In any case, a mentor should never assume that they cannot be considered partly responsible if there are any adverse outcomes from the mentee’s treatment of a patient. A mentor could end up being drawn into investigations if the mentee feels that the end result is due to advice or guidance provided by the mentor. Dentists participating in Dental Council mandated supervision of another dentist need to be particularly careful that they are fully aware of the Council’s requirements of that arrangement and seek advice from Dental Protection should they feel they are exposed to difficulties or risk related to their supervision of the practitioner concerned.
If the supervision or mentoring position is within a training organisation, complaints can be brought against the organisation, especially if they have approved or endorsed someone as a mentor.
If the mentee has paid an individual or organisation for the mentoring service, then the contractual obligations are even easier to demonstrate.
Part of the job
As a mentoring role is part of your professional activity, additional subscriptions will not be charged.
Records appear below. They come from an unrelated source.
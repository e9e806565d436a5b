//! Authentication contexts and destination match rules
//!
//! An authentication context is an ordered rule list mapping outbound
//! destinations to named SSL contexts. The first matching rule wins; a
//! rule with no predicates matches every destination.

use serde::{Deserialize, Serialize};

/// Target of an outbound connection
#[derive(Debug, Clone, PartialEq, Eq, Serialize, Deserialize)]
pub struct Destination {
    /// Target host name
    pub host: String,

    /// Target port
    pub port: u16,
}

impl Destination {
    /// Create a destination
    pub fn new(host: impl Into<String>, port: u16) -> Self {
        Self {
            host: host.into(),
            port,
        }
    }
}

/// One destination match rule
#[derive(Debug, Clone, PartialEq, Eq, Serialize, Deserialize)]
pub struct MatchRule {
    /// Host predicate; hostnames compare ASCII case-insensitive
    #[serde(skip_serializing_if = "Option::is_none")]
    pub match_host: Option<String>,

    /// Port predicate
    #[serde(skip_serializing_if = "Option::is_none")]
    pub match_port: Option<u16>,

    /// SSL context selected when the rule matches
    pub ssl_context: String,
}

impl MatchRule {
    /// Catch-all rule selecting the named SSL context
    pub fn for_ssl_context(ssl_context: impl Into<String>) -> Self {
        Self {
            match_host: None,
            match_port: None,
            ssl_context: ssl_context.into(),
        }
    }

    /// Restrict the rule to a host
    pub fn with_host(mut self, host: impl Into<String>) -> Self {
        self.match_host = Some(host.into());
        self
    }

    /// Restrict the rule to a port
    pub fn with_port(mut self, port: u16) -> Self {
        self.match_port = Some(port);
        self
    }

    /// True when every configured predicate matches the destination
    pub fn matches(&self, destination: &Destination) -> bool {
        if let Some(host) = &self.match_host {
            if !host.eq_ignore_ascii_case(&destination.host) {
                return false;
            }
        }
        if let Some(port) = self.match_port {
            if port != destination.port {
                return false;
            }
        }
        true
    }
}

/// Ordered destination rules resolving to SSL context names
#[derive(Debug, Clone, Default, PartialEq, Eq, Serialize, Deserialize)]
pub struct AuthenticationContext {
    rules: Vec<MatchRule>,
}

impl AuthenticationContext {
    /// Create a context with no rules
    pub fn new() -> Self {
        Self::default()
    }

    /// Append a rule, builder style
    pub fn with_rule(mut self, rule: MatchRule) -> Self {
        self.rules.push(rule);
        self
    }

    /// The configured rules in evaluation order
    pub fn rules(&self) -> &[MatchRule] {
        &self.rules
    }

    /// Name of the SSL context selected for the destination
    ///
    /// Rules are evaluated in order; the first match wins. `None` when no
    /// rule matches.
    pub fn select(&self, destination: &Destination) -> Option<&str> {
        self.rules
            .iter()
            .find(|rule| rule.matches(destination))
            .map(|rule| rule.ssl_context.as_str())
    }
}
//! Name-keyed resource registry with atomic snapshot replacement
//!
//! Configuration resources are stored as `Arc` snapshots inside a
//! [`DashMap`], so concurrent readers always observe either the previous or
//! the replacement value of a name, never a partially-updated one.
//! Single-writer, last-write-wins.

use crate::error::{ConfigError, Result};
use dashmap::DashMap;
use std::sync::Arc;
use tracing::debug;

/// Registry of named configuration resources of one kind
///
/// # Thread Safety
///
/// The registry is `Send + Sync` and intended to be shared via `Arc`.
/// Reads are lock-free; mutations swap whole `Arc` snapshots.
pub struct ResourceRegistry<T> {
    /// Resource kind, used in error and log messages (e.g. "regex-role-mapper")
    kind: &'static str,

    /// Current snapshots by resource name
    entries: DashMap<String, Arc<T>>,
}

impl<T: Send + Sync + 'static> ResourceRegistry<T> {
    /// Create an empty registry for the given resource kind
    pub fn new(kind: &'static str) -> Self {
        Self {
            kind,
            entries: DashMap::new(),
        }
    }

    /// Register a new resource under `name`
    ///
    /// # Errors
    ///
    /// Returns [`ConfigError::Duplicate`] if the name is already taken.
    pub fn add(&self, name: impl Into<String>, value: T) -> Result<()> {
        let name = name.into();
        match self.entries.entry(name.clone()) {
            dashmap::mapref::entry::Entry::Occupied(_) => {
                Err(ConfigError::Duplicate(self.qualify(&name)))
            }
            dashmap::mapref::entry::Entry::Vacant(slot) => {
                slot.insert(Arc::new(value));
                debug!(kind = self.kind, name = %name, "resource added");
                Ok(())
            }
        }
    }

    /// Current snapshot of the named resource
    ///
    /// # Errors
    ///
    /// Returns [`ConfigError::NotFound`] if no resource has that name.
    pub fn get(&self, name: &str) -> Result<Arc<T>> {
        self.entries
            .get(name)
            .map(|entry| Arc::clone(entry.value()))
            .ok_or_else(|| ConfigError::NotFound(self.qualify(name)))
    }

    /// Current snapshot, or `None` when the name is unbound
    pub fn try_get(&self, name: &str) -> Option<Arc<T>> {
        self.entries.get(name).map(|entry| Arc::clone(entry.value()))
    }

    /// Replace the named resource wholesale with a new snapshot
    ///
    /// # Errors
    ///
    /// Returns [`ConfigError::NotFound`] if no resource has that name.
    pub fn replace(&self, name: &str, value: T) -> Result<()> {
        match self.entries.get_mut(name) {
            Some(mut entry) => {
                *entry.value_mut() = Arc::new(value);
                debug!(kind = self.kind, name = %name, "resource replaced");
                Ok(())
            }
            None => Err(ConfigError::NotFound(self.qualify(name))),
        }
    }

    /// Derive a replacement snapshot from the current one and swap it in
    ///
    /// The closure runs under the entry lock; keep it cheap.
    pub fn update<F>(&self, name: &str, rewrite: F) -> Result<()>
    where
        F: FnOnce(&T) -> T,
    {
        match self.entries.get_mut(name) {
            Some(mut entry) => {
                let next = rewrite(entry.value());
                *entry.value_mut() = Arc::new(next);
                debug!(kind = self.kind, name = %name, "resource updated");
                Ok(())
            }
            None => Err(ConfigError::NotFound(self.qualify(name))),
        }
    }

    /// Remove the named resource
    ///
    /// # Errors
    ///
    /// Returns [`ConfigError::NotFound`] if no resource has that name.
    pub fn remove(&self, name: &str) -> Result<()> {
        match self.entries.remove(name) {
            Some(_) => {
                debug!(kind = self.kind, name = %name, "resource removed");
                Ok(())
            }
            None => Err(ConfigError::NotFound(self.qualify(name))),
        }
    }

    /// True when a resource with this name exists
    pub fn contains(&self, name: &str) -> bool {
        self.entries.contains_key(name)
    }

    /// All registered names, sorted for deterministic output
    pub fn names(&self) -> Vec<String> {
        let mut names: Vec<String> = self.entries.iter().map(|e| e.key().clone()).collect();
        names.sort();
        names
    }

    /// Number of registered resources
    pub fn len(&self) -> usize {
        self.entries.len()
    }

    /// True when no resources are registered
    pub fn is_empty(&self) -> bool {
        self.entries.is_empty()
    }

    fn qualify(&self, name: &str) -> String {
        format!("{} '{}'", self.kind, name)
    }
}
//! # Palisade TLS
//!
//! Dynamic TLS context resolution for the Palisade security subsystem.
//!
//! A dynamic TLS context is configured with the NAME of an authentication
//! context rather than a fixed context object. The binding is followed at
//! connection time, on every connection, so management writes to the
//! `authentication-context` attribute redirect subsequent connections with
//! no reload, and different destinations can receive different key/trust
//! material through the context's match rules.
//!
//! ## Example
//!
//! ```rust
//! use palisade_tls::{
//!     AuthenticationContext, Destination, DynamicTlsContextConfig, MatchRule,
//!     TlsMaterial, TlsSubsystem,
//! };
//! use rustls::RootCertStore;
//!
//! fn main() -> Result<(), Box<dyn std::error::Error>> {
//!     let subsystem = TlsSubsystem::new();
//!     subsystem.add_ssl_context(
//!         "default",
//!         TlsMaterial::client_with_roots(RootCertStore::empty()),
//!     )?;
//!     subsystem.add_authentication_context(
//!         "ac",
//!         AuthenticationContext::new().with_rule(MatchRule::for_ssl_context("default")),
//!     )?;
//!     subsystem.add_dynamic_context(
//!         "dcsc",
//!         DynamicTlsContextConfig::new().with_authentication_context("ac"),
//!     )?;
//!
//!     let resolver = subsystem.resolver("dcsc");
//!     let material = resolver.resolve(&Destination::new("backend.example", 443))?;
//!     assert!(material.as_client().is_some());
//!     Ok(())
//! }
//! ```

pub mod context;
pub mod error;
pub mod material;
pub mod resolver;

// Re-export commonly used types
pub use context::{AuthenticationContext, Destination, MatchRule};
pub use error::{Result, TlsError};
pub use material::{TlsMaterial, TlsMaterialKind};
pub use resolver::{
    AttributeUpdate, DynamicTlsContextConfig, DynamicTlsContextRecord, DynamicTlsContextResolver,
    TlsSubsystem, AUTHENTICATION_CONTEXT,
};

/// Library version
pub const VERSION: &str = env!("CARGO_PKG_VERSION");
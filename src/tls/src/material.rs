//! TLS material variants
//!
//! Concrete key/trust material handed to a connection, tagged by context
//! kind. New kinds extend the enum; nothing dispatches over a type
//! hierarchy.

use crate::error::Result;
use rustls::{Certificate, ClientConfig, PrivateKey, RootCertStore, ServerConfig};
use std::fmt;
use std::sync::Arc;

/// Kind of TLS context a piece of material configures
#[derive(Debug, Clone, Copy, PartialEq, Eq)]
pub enum TlsMaterialKind {
    /// Outbound client context
    Client,

    /// Inbound server context
    Server,
}

impl fmt::Display for TlsMaterialKind {
    fn fmt(&self, f: &mut fmt::Formatter<'_>) -> fmt::Result {
        match self {
            Self::Client => f.write_str("client"),
            Self::Server => f.write_str("server"),
        }
    }
}

/// A TLS context snapshot
///
/// Cheap to clone; the underlying rustls configuration is shared behind an
/// `Arc`, so a snapshot handed to a connection stays valid even if the
/// registry entry is replaced afterwards.
#[derive(Clone)]
pub enum TlsMaterial {
    /// Client-side configuration
    Client(Arc<ClientConfig>),

    /// Server-side configuration
    Server(Arc<ServerConfig>),
}

impl TlsMaterial {
    /// Wrap a client configuration
    pub fn client(config: ClientConfig) -> Self {
        Self::Client(Arc::new(config))
    }

    /// Wrap a server configuration
    pub fn server(config: ServerConfig) -> Self {
        Self::Server(Arc::new(config))
    }

    /// Client material trusting the given roots, no client authentication
    pub fn client_with_roots(roots: RootCertStore) -> Self {
        let config = ClientConfig::builder()
            .with_safe_defaults()
            .with_root_certificates(roots)
            .with_no_client_auth();
        Self::client(config)
    }

    /// Server material presenting a single certificate chain
    ///
    /// # Errors
    ///
    /// Returns [`crate::TlsError::Material`] when the chain or key is
    /// rejected by rustls.
    pub fn server_with_single_cert(chain: Vec<Certificate>, key: PrivateKey) -> Result<Self> {
        let config = ServerConfig::builder()
            .with_safe_defaults()
            .with_no_client_auth()
            .with_single_cert(chain, key)?;
        Ok(Self::server(config))
    }

    /// The kind of context this material configures
    pub fn kind(&self) -> TlsMaterialKind {
        match self {
            Self::Client(_) => TlsMaterialKind::Client,
            Self::Server(_) => TlsMaterialKind::Server,
        }
    }

    /// The client configuration, if this is client material
    pub fn as_client(&self) -> Option<&Arc<ClientConfig>> {
        match self {
            Self::Client(config) => Some(config),
            Self::Server(_) => None,
        }
    }

    /// The server configuration, if this is server material
    pub fn as_server(&self) -> Option<&Arc<ServerConfig>> {
        match self {
            Self::Client(_) => None,
            Self::Server(config) => Some(config),
        }
    }

    /// True when both values share the same underlying configuration
    pub fn same_snapshot(&self, other: &TlsMaterial) -> bool {
        match (self, other) {
            (Self::Client(a), Self::Client(b)) => Arc::ptr_eq(a, b),
            (Self::Server(a), Self::Server(b)) => Arc::ptr_eq(a, b),
            _ => false,
        }
    }
}

impl fmt::Debug for TlsMaterial {
    fn fmt(&self, f: &mut fmt::Formatter<'_>) -> fmt::Result {
        f.debug_tuple("TlsMaterial").field(&self.kind()).finish()
    }
}

#[cfg(test)]
mod tests {
    use super::*;

    #[test]
    fn test_client_material_kind() {
        let material = TlsMaterial::client_with_roots(RootCertStore::empty());
        assert_eq!(material.kind(), TlsMaterialKind::Client);
        assert!(material.as_client().is_some());
        assert!(material.as_server().is_none());
    }

    #[test]
    fn test_snapshot_identity_survives_clone() {
        let material = TlsMaterial::client_with_roots(RootCertStore::empty());
        let cloned = material.clone();

        assert!(material.same_snapshot(&cloned));

        let other = TlsMaterial::client_with_roots(RootCertStore::empty());
        assert!(!material.same_snapshot(&other));
    }
}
This is unless you have chosen your membership in a non-clinical category that excludes any involvement with patients.
Implant dentistry is an area that mentors are sometimes called in to supervise with when junior colleagues are working on their first cases. As a practitioner, if you are mentoring a colleague who is placing implants, then you must both be appropriately registered by the Dental Council and have adequate and appropriate indemnity in place.
Members are welcome to turn to us for advice and support when it comes to taking on a mentoring role, however, we wouldn’t normally extend this advice or support to the organisation or individual they may be providing the mentoring service for.